Around two weeks later, they are now targeting rehabilitation, modernization and further development of power infrastructure in Mindoro Island.

==Ownership==
According to documents submitted to the PSE in connection with investment in ATI:

- Total voting stock (i.e. common + voting preferred).

| Major Shareholder | % of Total* | Common Shares | Preferred* Shares |
|---|---|---|---|
| Land Bank of the Philippines | 40% | 500,000,000 Paid up: (undisclosed) | (undisclosed) |
| Development Bank of the Philippines | 20% | 250,000,000 Paid up: (undisclosed) | (undisclosed) |
| Government of the Philippines | 40% | 500,000,000 Paid up: (undisclosed) | (undisclosed) |
| Total Authorized | — | 3,750,000,000 | 1,250,000,000 |
| Total Outstanding/Subscribed | 100.00% | 1,250,000,000 (Paid up: ~ ₱100 billion) | — |

===Board of directors===
- Chairman: Finance Sec. Frederick D. Go
- Vice Chairperson: Rafael D. Consing, Jr.
- Members:
  - LBP President & CEO Ma. Lynette V. Ortiz
  - DBP President & CEO Michael O. de Jesus
  - BPI alumnus Rolando G. Peñaflor
- Independent Directors:
  - Enrico S. Cruz
  - Stephen Anthony T. CuUnjieng
  - German Q. Lichauco II
  - Roman Felipe S. Reyes

==Legal challenges==
On September 18, 2023, Senate Minority Leader Koko Pimentel, representative Ferdinand Gaite (Bayan Muna), and former representatives Neri Colmenares and Carlos Isagani Zarate (Bayan Muna) filed a 56-page petition before the Supreme Court to ask the declaration of Maharlika Investment Fund Act of 2023 as unconstitutional. They claimed that it "entrusts hundreds of billions in public funds to unknown fund managers and an amorphous nine-member Board of Directors."

== Controversies ==

=== Basic Salary of Staff and the MIC President and CEO, Rafael D. Consing, Jr. ===
After the approval of the Maharlika Investment Corporation board, controversy arose on the salary of its President and CEO, Rafael D. Consing, Jr. A basic pay of PHP 2.5 million per month (~42,603 US Dollars as of prior month official exchange rates) amounting to PHP 30 million per year (US$ 511,247) (before other types of compensation such as bonuses that are normally given to executives) was requested by Consing Jr. which approached the overall compensation of BSP Governor Eli M. Remolona, Jr., (which amounted to PHP 35.48 million in 2023). Deliberations on the salary of Consing Jr. have caused significant delay on operations as the proposed salary was rejected. He defended his proposed salary as necessary for the sovereign wealth fund to recruit appropriate staff and to be at-par with the private sector. Government officials countered that the MIC was under the supervision of the Governance Commission for GOCC as it is a government entity and unlike the Bangko Sentral, was not granted fiscal autonomy.

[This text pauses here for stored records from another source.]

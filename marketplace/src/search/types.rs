//! State types for the search controller.

use crate::query::{SearchFilters, SortKey, SortOrder};
use crate::types::{ListingWithEvent, Money};
use chrono::{DateTime, Utc};

/// One change to the search filters
///
/// Text filters given as empty (or blank) strings are cleared.
#[derive(Clone, Debug, PartialEq, Eq)]
pub enum FilterChange {
    /// Free text against event title and location
    Query(String),
    /// Event category
    Category(String),
    /// Price bounds, inclusive
    PriceRange {
        /// Lowest price
        min: Option<Money>,
        /// Highest price
        max: Option<Money>,
    },
    /// Event city
    City(String),
    /// Event state / region
    Region(String),
    /// Event date bounds, inclusive
    DateRange {
        /// Earliest date
        start: Option<DateTime<Utc>>,
        /// Latest date
        end: Option<DateTime<Utc>>,
    },
    /// Sort key and direction
    Sort {
        /// Key
        by: SortKey,
        /// Direction
        order: SortOrder,
    },
    /// Page size (at least 1)
    PageSize(usize),
}

fn non_blank(text: String) -> Option<String> {
    let trimmed = text.trim();
    if trimmed.is_empty() {
        None
    } else if trimmed.len() == text.len() {
        Some(text)
    } else {
        Some(trimmed.to_string())
    }
}

impl FilterChange {
    /// Merge this change into `filters`
    pub fn apply(self, filters: &mut SearchFilters) {
        match self {
            Self::Query(text) => filters.search_query = non_blank(text),
            Self::Category(text) => filters.event_category = non_blank(text),
            Self::PriceRange { min, max } => {
                filters.min_price = min;
                filters.max_price = max;
            },
            Self::City(text) => filters.event_city = non_blank(text),
            Self::Region(text) => filters.event_state = non_blank(text),
            Self::DateRange { start, end } => {
                filters.start_date = start;
                filters.end_date = end;
            },
            Self::Sort { by, order } => {
                filters.sort_by = by;
                filters.sort_order = order;
            },
            Self::PageSize(size) => filters.limit = size.max(1),
        }
    }
}

/// Whether a fetched page replaces or extends the result list
#[derive(Clone, Copy, Debug, PartialEq, Eq)]
pub enum LoadMode {
    /// First page after a filter change or refresh
    Replace,
    /// Next page for `LoadMore`
    Append,
}

/// State of one search screen
#[derive(Clone, Debug, PartialEq)]
pub struct SearchState {
    /// Current filters; `offset` is that of the last requested page
    pub filters: SearchFilters,
    /// Listings shown, in result order, without duplicates
    pub listings: Vec<ListingWithEvent>,
    /// A fetch is outstanding
    pub loading: bool,
    /// Message of the last failed fetch
    pub error: Option<String>,
    /// The last page was full, so another may exist
    pub has_more: bool,
    /// Exact number of matching listings
    pub total_count: usize,
    /// Number of the latest fetch issued; older responses are stale
    pub latest_request: u64,
}

impl Default for SearchState {
    fn default() -> Self {
        Self::new(SearchFilters::default())
    }
}

impl SearchState {
    /// State with initial filters; nothing is loaded until `Refresh`
    ///
    /// `has_more` starts false so `LoadMore` waits for the first page.
    #[must_use]
    pub const fn new(filters: SearchFilters) -> Self {
        Self {
            filters,
            listings: Vec::new(),
            loading: false,
            error: None,
            has_more: false,
            total_count: 0,
            latest_request: 0,
        }
    }

    /// Number of narrowing filters set, as shown on the filter button
    ///
    /// The free-text query and the sort do not count.
    #[must_use]
    pub fn active_filter_count(&self) -> usize {
        let f = &self.filters;
        [
            f.event_category.is_some(),
            f.min_price.is_some(),
            f.max_price.is_some(),
            f.event_city.is_some(),
            f.event_state.is_some(),
            f.start_date.is_some(),
            f.end_date.is_some(),
        ]
        .into_iter()
        .filter(|set| *set)
        .count()
    }

    /// Whether `LoadMore` would issue a fetch
    #[must_use]
    pub const fn can_load_more(&self) -> bool {
        self.has_more && !self.loading
    }
}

Consing Jr. would further defend his position, saying that it will "bring in experience and technical expertise" as was needed by the MIC. An item of contention between Consing Jr. and government officials has been Republic Act No. 11954's lack of clarity on the pay of non-technical and highly technical staff. Non-technical staff were understood to have the pay equal to that of other government employees. Consing Jr. argued that highly technical staff should be paid in a way "comparable to the private sector."

To try breaking the impasse, unnamed government officials have countered with a proposal suggesting a lesser initial salary with a gradual increase upon the accomplishment of investments by the MIC.